US returns more Mongolian dinosaur bones

US returns more Mongolian dinosaur bones

Mongolia may need to rustle up some more glass cases for its first dinosaur museum after US authorities announced Friday they will hand back a large new collection of stolen fossils.

This undated photo, courtesy of the Manhattan US Attorney's office, shows a nearly complete Tyrannosaurus bataar dinosaur skeleton looted from the Gobi Desert in Mongolia. Mongolia may need to rustle up some more glass cases for its first dinosaur museum after US authorities announced Friday they will hand back a large new collection of stolen fossils.
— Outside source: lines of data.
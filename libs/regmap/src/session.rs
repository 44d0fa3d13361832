use crate::{load_schema, DecodedRegister, LoaderConfig, MemoryMap, RegisterDef, Result};

/// Source of live register values, e.g. a debugger or a memory image.
pub trait MemoryReader {
    /// Little-endian 32-bit word at `address`, `None` when it cannot be read.
    fn read_word(&mut self, address: u64) -> Option<u32>;
}

impl<F> MemoryReader for F
where
    F: FnMut(u64) -> Option<u32>,
{
    fn read_word(&mut self, address: u64) -> Option<u32> {
        self(address)
    }
}

/// Outcome of [`Session::peek`].
#[derive(Debug)]
pub enum Peek<'a> {
    NotInMap,
    ReadFailed,
    Decoded(DecodedRegister<'a>),
}

/// One schema source plus its lazily loaded catalog.
#[derive(Debug)]
pub struct Session {
    source_id: String,
    config: LoaderConfig,
    map: Option<MemoryMap>,
}

impl Session {
    pub fn new(source_id: impl Into<String>, config: LoaderConfig) -> Self {
        Self {
            source_id: source_id.into(),
            config,
            map: None,
        }
    }

    /// A session over an already built catalog. [`Session::reload`] on it
    /// goes back to `source_id`.
    pub fn with_map(source_id: impl Into<String>, config: LoaderConfig, map: MemoryMap) -> Self {
        Self {
            source_id: source_id.into(),
            config,
            map: Some(map),
        }
    }

    pub fn source_id(&self) -> &str {
        &self.source_id
    }

    pub fn is_loaded(&self) -> bool {
        self.map.is_some()
    }

    /// Loads the catalog on first use. A failed load leaves the session
    /// unloaded so the next call tries again.
    pub fn memory_map(&mut self) -> Result<&MemoryMap> {
        let map = match self.map.take() {
            Some(map) => map,
            None => load_schema(&self.source_id, &self.config)?,
        };
        Ok(&*self.map.insert(map))
    }

    /// Drops the current catalog and loads it again.
    pub fn reload(&mut self) -> Result<&MemoryMap> {
        self.map = None;
        self.memory_map()
    }

    pub fn lookup(&mut self, address: u64) -> Result<Option<&RegisterDef>> {
        Ok(self.memory_map()?.get_register(address))
    }

    /// Reads `address` through `reader` and decodes it.
    pub fn peek<R>(&mut self, address: u64, reader: &mut R) -> Result<Peek<'_>>
    where
        R: MemoryReader + ?Sized,
    {
        let Some(register) = self.memory_map()?.get_register(address) else {
            return Ok(Peek::NotInMap);
        };
        match reader.read_word(address) {
            Some(word) => Ok(Peek::Decoded(register.decode_value(u64::from(word)))),
            None => {
                log::warn!("Failed to read memory at {:#010x}", address);
                Ok(Peek::ReadFailed)
            }
        }
    }
}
At a ceremony on Monday, officials had turned over the nearly complete skeleton of a 70-million-year-old Tyrannosaurus bataar, a cousin of the fearsome Tyrannosaurus rex.

It had been found in the Gobi desert and illegally sold at auction for $1.05 million in the United States last year, before authorities intervened.

Now, the federal prosecutor's office in Manhattan says that a herd of other prehistoric remains is due to be surrendered.

These include two more Tyrannosaurus bataars, a Hadrosaur, at least six Oviraptor skeletons, and fossils including several Gallimimus skeletons.

Mongolia's minister of culture, sport and tourism, Oyungerel Tsedevdamba, said this week her country is planning to build a Central Dinosaur Museum of Mongolia and that the T-bataar bones repatriated Monday will be the "first exhibit."